(Dataset excerpts)

#####

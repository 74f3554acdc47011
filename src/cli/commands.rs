use chrono::DateTime;
use std::path::Path;
use tracing::info;

use crate::cli::args::{Cli, Commands, GridArgs};
use crate::config::{PipelineSettings, Secrets, SettingsOverrides};
use crate::error::Result;
use crate::extractors::{Fetcher, OpenWeatherFetcher};
use crate::models::NormalizedRecord;
use crate::processors::{batch_to_records, generate_mesh, reconcile_zones, Pipeline};
use crate::stores::{CsvZoneStore, ZoneStore};
use crate::utils::progress::ProgressReporter;
use crate::writers::ParquetSink;

fn load_settings(grid: &GridArgs, overrides: SettingsOverrides) -> Result<PipelineSettings> {
    PipelineSettings::load(grid.config.as_deref(), &overrides)
}

fn describe(record: &NormalizedRecord) -> String {
    let at = DateTime::from_timestamp(record.recorded_at(), 0)
        .map(|t| t.format("%Y-%m-%d %H:%M:%S UTC").to_string())
        .unwrap_or_else(|| record.recorded_at().to_string());

    match record {
        NormalizedRecord::Weather(r) => format!(
            "zone {} at {}: temp={:.1}°C, humidity={:.0}%, pressure={:.0}",
            r.zone_id, at, r.temperature, r.humidity, r.pressure
        ),
        NormalizedRecord::AirQuality(r) => format!(
            "zone {} at {}: co={:.2}, no={:.2}, no2={:.2}, o3={:.2}, so2={:.2}, pm2_5={:.2}, pm10={:.2}, nh3={:.2}",
            r.zone_id, at, r.co, r.no, r.no2, r.o3, r.so2, r.pm2_5, r.pm10, r.nh3
        ),
    }
}

pub fn run(cli: Cli) -> Result<()> {
    match cli.command {
        Commands::Run {
            grid,
            target,
            output_dir,
            compression,
            quiet,
        } => {
            let overrides = SettingsOverrides {
                target,
                output_dir,
                ..grid.overrides()
            };
            let settings = load_settings(&grid, overrides)?;
            let secrets = Secrets::load()?;

            println!("Running pipeline for table '{}'", settings.target);
            println!(
                "Bounding box: lat ({}, {}], lon ({}, {}], step {}",
                settings.bounds.min_lat,
                settings.bounds.max_lat,
                settings.bounds.min_lon,
                settings.bounds.max_lon,
                settings.grid_size
            );

            let fetchers: Vec<Box<dyn Fetcher>> =
                OpenWeatherFetcher::from_settings(&settings, &secrets)?
                    .into_iter()
                    .map(|f| Box::new(f) as Box<dyn Fetcher>)
                    .collect();
            let store = CsvZoneStore::new(&settings.zones_file);
            let sink = ParquetSink::new(&settings.output_dir).with_compression(&compression)?;

            let mut pipeline = Pipeline::new(settings, store, sink)
                .with_fetchers(fetchers)
                .with_progress(!quiet);
            let report = pipeline.run()?;

            println!("\n{}", report.generate_summary());
            report.check_load()?;
            println!("Processing complete!");
        }

        Commands::Mesh { grid } => {
            let settings = load_settings(&grid, grid.overrides())?;
            let bounds = &settings.bounds;
            let mesh = generate_mesh(
                bounds.max_lat,
                bounds.min_lat,
                bounds.max_lon,
                bounds.min_lon,
                settings.grid_size,
            )?;

            println!(
                "{} latitudes x {} longitudes = {} grid points",
                mesh.latitudes.len(),
                mesh.longitudes.len(),
                mesh.len()
            );
            println!("Latitudes: {:?}", mesh.latitudes);
            println!("Longitudes: {:?}", mesh.longitudes);
        }

        Commands::Zones { grid } => {
            let settings = load_settings(&grid, grid.overrides())?;
            let bounds = &settings.bounds;
            let mesh = generate_mesh(
                bounds.max_lat,
                bounds.min_lat,
                bounds.max_lon,
                bounds.min_lon,
                settings.grid_size,
            )?;

            let progress = ProgressReporter::new_spinner("Reconciling zones...", false);
            let mut store = CsvZoneStore::new(&settings.zones_file);
            store.probe()?;
            let reconciliation = reconcile_zones(&mut store, &mesh)?;
            progress.finish_with_message("Zones reconciled");

            info!(path = %store.path().display(), "Zone registry up to date");
            println!(
                "{} zone(s) already registered, {} inserted ({} grid points)",
                reconciliation.existing,
                reconciliation.inserted.len(),
                mesh.len()
            );
        }

        Commands::Info { file, sample } => {
            println!("Analyzing Parquet file: {}", file.display());

            let sink = ParquetSink::new(file.parent().unwrap_or_else(|| Path::new(".")));
            let file_info = sink.get_file_info(&file)?;

            println!("\nFile Details:");
            println!("{}", file_info.summary());

            if sample > 0 {
                println!("Sample Records (showing up to {} records):", sample);
                match sink.read_batches(&file, sample) {
                    Ok(batches) => {
                        let mut shown = 0;
                        for batch in &batches {
                            for record in batch_to_records(batch)? {
                                shown += 1;
                                println!("{}. {}", shown, describe(&record));
                            }
                        }
                    }
                    Err(e) => println!("Error reading sample data: {}", e),
                }
            }
        }
    }

    Ok(())
}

#####

Task instructions: Please copy each line of the entries in which the word "PipelineSettings" shows up.

Output of the exercise:
use crate::config::{PipelineSettings, Secrets, SettingsOverrides};
fn load_settings(grid: &GridArgs, overrides: SettingsOverrides) -> Result<PipelineSettings> {
    PipelineSettings::load(grid.config.as_deref(), &overrides)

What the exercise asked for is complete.